Still, Republicans are buying it. Big time. A new Reuters poll found that 73 percent of Republicans believe “members of the FBI and Department of Justice are working to delegitimize Trump through politically motivated investigations.” And Breitbart was here for it.

In other news

Well, here we are again, just days away from the latest deadline to fund the government (aka Feb. 8), and the prospect of striking a deal on immigration doesn’t seem any closer than it did two weeks ago when the government went dark for three days. Michael Warren at the Weekly Standard writes “in all likelihood, Congress is headed for another short-term budget resolution until the immigration impasse can be resolved.” He also wonders if Republicans, in pushing for sweeping restrictions on legal immigration aren’t asking too much of fence-sitting Democrats and even Republicans, making it harder to get them on board for a compromise aimed at curbing illegal immigration.

With DACA edging toward the front burner again, Breitbart picked up on what appears to be an incendiary characterization that White House chief of staff John Kelly made about undocumented immigrants who qualified for DACA protections (i.e. they came to the U.S. as young children), but didn’t register for the program aimed at avoiding deportation. “The difference between 690 [thousand, who signed up] and 1.8 million [who were eligible] were the people that some would say were too afraid to sign up, others would say were too lazy get off their asses but didn’t sign up,” Kelly apparently said this to reporters on the Hill Tuesday. Breitbart used MSNBC tape where Andrea Mitchell read the comments aloud. It’s unclear what the full context of the comment was, but something seems to be missing regarding the unusually impolitic remark. We’ll take a wait-and-see approach on this one.

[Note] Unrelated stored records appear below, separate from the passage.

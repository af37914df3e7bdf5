//! SAT solver interfaces used to decide the satisfiability of the identification formulas.

mod buffered_sat_solver;
pub use buffered_sat_solver::BufferedSatSolver;
pub use buffered_sat_solver::DimacsInstanceRead;
pub use buffered_sat_solver::SolvingFn;

mod cadical_solver;
pub use cadical_solver::CadicalSolver;

mod external_sat_solver;
pub use external_sat_solver::ExternalSatSolver;
pub use external_sat_solver::ExternalSatSolverFactory;

mod sat_solver;
pub use sat_solver::default_solver;
pub use sat_solver::Assignment;
pub use sat_solver::DefaultSatSolverFactory;
pub use sat_solver::Literal;
pub use sat_solver::SatSolver;
pub use sat_solver::SatSolverFactory;
pub use sat_solver::SolvingListener;
pub use sat_solver::SolvingResult;
pub use sat_solver::Variable;
use super::{SamplesReader, WarningHandler};
use crate::koa::SampleSet;
use anyhow::{anyhow, Context, Result};
use std::{
    collections::HashSet,
    io::{BufRead, BufReader, Read},
};

/// The default symbol delimiter.
pub const DEFAULT_DELIMITER: &str = ",";

/// A reader for samples written one per line, the symbols being separated by a delimiter.
///
/// Symbols are strings; whitespaces around them are removed.
/// An empty line stands for the empty sample.
/// A trailing carriage return is ignored, so that files written with Windows line endings can be read.
///
/// # Format
///
/// The following content defines four samples over the symbols `a`, `b` and `c`, the third one being empty.
///
/// ```text
/// a,b,c
/// b
///
/// c,c
/// ```
///
/// A warning is raised for each sample that is a repetition of a previous one.
pub struct DelimitedSamplesReader {
    delimiter: String,
    warning_handlers: Vec<WarningHandler>,
}

impl Default for DelimitedSamplesReader {
    fn default() -> Self {
        Self::new(DEFAULT_DELIMITER)
    }
}

impl DelimitedSamplesReader {
    /// Builds a reader using a custom delimiter.
    ///
    /// # Panics
    ///
    /// Panics if the delimiter is empty.
    pub fn new(delimiter: &str) -> Self {
        if delimiter.is_empty() {
            panic!("the symbol delimiter cannot be empty")
        }
        Self {
            delimiter: delimiter.to_string(),
            warning_handlers: vec![],
        }
    }

    fn warn(&self, line: usize, msg: String) {
        self.warning_handlers
            .iter()
            .for_each(|h| h(line, msg.clone()));
    }

    fn read_sample(&self, line: &str) -> Result<Vec<String>> {
        if line.trim().is_empty() {
            return Ok(vec![]);
        }
        line.split(self.delimiter.as_str())
            .enumerate()
            .map(|(i, w)| {
                let symbol = w.trim();
                if symbol.is_empty() {
                    Err(anyhow!("empty symbol at position {}", i))
                } else {
                    Ok(symbol.to_string())
                }
            })
            .collect()
    }
}

impl SamplesReader<String> for DelimitedSamplesReader {
    fn read(&self, reader: &mut dyn Read) -> Result<SampleSet<String>> {
        let br = BufReader::new(reader);
        let mut samples = SampleSet::default();
        let mut seen = HashSet::new();
        for (i, line) in br.lines().enumerate() {
            let context = || format!("while reading line with index {}", i);
            let l = line.with_context(context)?;
            let sample = self
                .read_sample(l.strip_suffix('\r').unwrap_or(l.as_str()))
                .with_context(context)?;
            if !seen.insert(sample.clone()) {
                self.warn(i, "duplicate sample".to_string());
            }
            samples.push(sample);
        }
        Ok(samples)
    }

    fn add_warning_handler(&mut self, h: WarningHandler) {
        self.warning_handlers.push(h);
    }
}
use crate::{
    encodings::VariableSpace,
    koa::{KoaAutomaton, LabelType, SampleSet},
};
use anyhow::{Context, Result};
use std::io::{Read, Write};

/// The type of callback functions to call when warnings are raised while reading samples.
///
/// The arguments are the index of the line and the warning message.
pub type WarningHandler = Box<dyn Fn(usize, String)>;

/// A trait implemented by objects able to read sets of samples.
pub trait SamplesReader<T>
where
    T: LabelType,
{
    /// Reads a [`SampleSet`].
    ///
    /// In case warnings are raised, the callback functions registered by [add_warning_handler](Self::add_warning_handler) are triggered.
    ///
    /// # Example
    ///
    /// ```
    /// # use koala::io::{DelimitedSamplesReader, SamplesReader};
    /// # use koala::koa::SampleSet;
    /// fn read_samples_from_str(s: &str) -> SampleSet<String> {
    ///     let reader = DelimitedSamplesReader::default();
    ///     reader.read(&mut s.as_bytes()).expect("invalid samples")
    /// }
    /// # assert_eq!(2, read_samples_from_str("a,b\nb\n").len());
    /// ```
    fn read(&self, reader: &mut dyn Read) -> Result<SampleSet<T>>;

    /// Adds a callback function to call when warnings are raised while reading samples.
    fn add_warning_handler(&mut self, h: WarningHandler);
}

/// A trait implemented by objects that write the results of identification problems.
pub trait ResponseWriter<T>
where
    T: LabelType,
{
    /// Writes the text associated with the fact no automaton exists.
    fn write_no_automaton(&self, writer: &mut dyn Write) -> Result<()>;

    /// Writes an automaton.
    fn write_automaton(&self, writer: &mut dyn Write, automaton: &KoaAutomaton<T>) -> Result<()>;

    /// Writes the values of all the edge variables of a model.
    fn write_model(
        &self,
        writer: &mut dyn Write,
        space: &VariableSpace,
        automaton: &KoaAutomaton<T>,
    ) -> Result<()>;
}

pub(crate) fn write_no_automaton(writer: &mut dyn Write) -> Result<()> {
    let context = "while writing the absence of automaton";
    writeln!(writer, "NO").context(context)?;
    writer.flush().context(context)
}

Finally, are we still talking about the Super Bowl? A number of conservative outlets devoted coverage to meditating on what was abundantly clear during the lead up to the big game: Members of the Philadelphia Eagles are pretty religious. “Football is more publicly religious than the rest of sports, and the Philadelphia Eagles are more publicly religious than most football teams,” is how National Review’s David French characterized the team before channeling his inner David Brooks to ponder the great big question: “Does God care about football?” Answer: Yes. “God cares about football because he cares about football players,” French writes. The Weekly Standard’s Chris Deaton focused less on the divine and more on our response to the team’s public displays of spirituality. Deaton wonders why “there’s been no widespread embrace of the Eagles commensurate with the total revulsion for the anthem demonstrations [this season].”